▶ What to produce
Across the entries below, how many lines include the word "exists"? Reply with only the number.

▶ Task material
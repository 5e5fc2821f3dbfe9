//! Init command implementation
//!
//! This module implements the `init` command for generating a sample
//! configuration file.

use clap::Args;
use std::fs;
use std::path::Path;

/// Arguments for the init command
#[derive(Args, Debug)]
pub struct InitArgs {
    /// Path where to create the configuration file
    #[arg(short, long, default_value = "geopack.toml")]
    pub output: String,

    /// Include example values and comments
    #[arg(long)]
    pub with_examples: bool,

    /// Overwrite existing file
    #[arg(long)]
    pub force: bool,
}

impl InitArgs {
    /// Execute the init command
    pub async fn execute(&self) -> anyhow::Result<i32> {
        tracing::info!(output = %self.output, "Initializing configuration file");

        println!("📝 Initializing geopack configuration");
        println!();

        if Path::new(&self.output).exists() && !self.force {
            println!("❌ Configuration file already exists: {}", self.output);
            println!("   Use --force to overwrite");
            return Ok(2); // Configuration error exit code
        }

        let config_content = if self.with_examples {
            Self::generate_config_with_examples()
        } else {
            Self::generate_minimal_config()
        };

        match fs::write(&self.output, config_content) {
            Ok(_) => {
                println!("✅ Configuration file created: {}", self.output);
                println!();
                println!("Next steps:");
                println!("  1. Edit {} with your settings", self.output);
                println!("  2. Set GEOPACK_OBJECT_STORE_SECRET_ACCESS_KEY if uploads are enabled");
                println!("  3. Validate configuration: geopack validate-config");
                println!("  4. Compile a request: geopack compile --request request.json");
                println!();
                Ok(0)
            }
            Err(e) => {
                println!("❌ Failed to write configuration file");
                println!("   Error: {}", e);
                Ok(5) // Fatal error exit code
            }
        }
    }

    /// Generate minimal configuration
    fn generate_minimal_config() -> String {
        r#"# geopack configuration file

[application]
log_level = "info"

[store]
endpoint = "https://store.example.com"
request_timeout_secs = 60

[object_store]
# public_base_url = "https://downloads.example.com/exports"
# bucket = "exports"
# access_key_id = "${GEOPACK_OBJECT_STORE_ACCESS_KEY_ID}"
# secret_access_key = "${GEOPACK_OBJECT_STORE_SECRET_ACCESS_KEY}"

[export]
export_path = "exports"
default_output_type = "geojson"
plain_query_row_limit = 1000

[watch]
poll_interval_secs = 3
deadline_secs = 300

[logging]
local_enabled = true
local_path = "/var/log/geopack"
local_rotation = "daily"
local_max_size_mb = 100
"#
        .to_string()
    }

    /// Generate configuration with examples and comments
    fn generate_config_with_examples() -> String {
        r#"# geopack configuration file
#
# Geospatial feature export service: compiles tag-filter requests into
# canonical query plans, runs exports as background tasks, and watches
# uploads before cleaning up local copies.

# ============================================================================
# Application Settings
# ============================================================================
[application]
# Log level (trace, debug, info, warn, error)
log_level = "info"

# ============================================================================
# Feature Store
# ============================================================================
[store]
# Base URL of the feature store service
endpoint = "https://store.example.com"

# Per-request timeout in seconds
request_timeout_secs = 60

# ============================================================================
# Object Store (upload target for finished exports)
# ============================================================================
[object_store]
# Public base URL where uploaded exports become reachable. The watcher
# probes beneath this URL before deleting local copies.
public_base_url = "https://downloads.example.com/exports"

# Bucket name
bucket = "exports"

# Credentials (use environment variables, set both or neither)
access_key_id = "${GEOPACK_OBJECT_STORE_ACCESS_KEY_ID}"
secret_access_key = "${GEOPACK_OBJECT_STORE_SECRET_ACCESS_KEY}"

# ============================================================================
# Export Settings
# ============================================================================
[export]
# Directory where per-task working directories are created
export_path = "exports"

# Output format used when a request does not name one
# (geojson, shp, kml, csv, mbtiles, flatgeobuf, sql, gpkg)
default_output_type = "geojson"

# Maximum number of rows a synchronous plain query may return
plain_query_row_limit = 1000

# ============================================================================
# Upload Watch
# ============================================================================
[watch]
# Seconds between upload probes
poll_interval_secs = 3

# Seconds before a watch gives up and retains the local copy
deadline_secs = 300

# ============================================================================
# Logging
# ============================================================================
[logging]
# Enable local file logging
local_enabled = true

# Local log file path
local_path = "/var/log/geopack"

# Log rotation (daily or size)
local_rotation = "daily"

# Maximum log file size in MB
local_max_size_mb = 100
"#
        .to_string()
    }
}

#[cfg(test)]
mod tests {
    use super::*;

    #[test]
    fn test_init_args_defaults() {
        let args = InitArgs {
            output: "geopack.toml".to_string(),
            with_examples: false,
            force: false,
        };

        assert_eq!(args.output, "geopack.toml");
        assert!(!args.with_examples);
        assert!(!args.force);
    }

    #[test]
    fn test_generate_minimal_config_parses() {
        let content = InitArgs::generate_minimal_config();
        let parsed: crate::config::GeopackConfig = toml::from_str(&content).unwrap();
        assert!(parsed.validate().is_ok());
    }

    #[test]
    fn test_generate_config_with_examples() {
        let config = InitArgs::generate_config_with_examples();
        assert!(config.contains("[store]"));
        assert!(config.contains("[watch]"));
        assert!(config.contains("plain_query_row_limit"));
    }
}
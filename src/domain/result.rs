//! Result type alias for geopack
//!
//! This module provides a convenient Result type alias that uses
//! [`GeopackError`] as the error type.

use super::errors::GeopackError;

/// Result type alias for geopack operations
///
/// This is a convenience type alias that uses `GeopackError` as the error
/// type. Use this throughout the codebase for fallible operations.
///
/// # Examples
///
/// ```
/// use geopack::domain::result::Result;
/// use geopack::domain::errors::GeopackError;
///
/// fn example_function() -> Result<String> {
///     Ok("success".to_string())
/// }
///
/// fn failing_function() -> Result<()> {
///     Err(GeopackError::Validation("Invalid input".to_string()))
/// }
/// ```
pub type Result<T> = std::result::Result<T, GeopackError>;

#[cfg(test)]
mod tests {
    use super::*;
    use crate::domain::errors::GeopackError;

    #[test]
    fn test_result_ok() {
        let result: Result<i32> = Ok(42);
        assert!(result.is_ok());
    }

    #[test]
    fn test_result_err() {
        let result: Result<i32> = Err(GeopackError::Validation("test error".to_string()));
        assert!(result.is_err());
    }

    #[test]
    fn test_result_with_question_mark() -> Result<()> {
        fn inner() -> Result<i32> {
            Ok(42)
        }

        let value = inner()?;
        assert_eq!(value, 42);
        Ok(())
    }
}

▶ Task response
2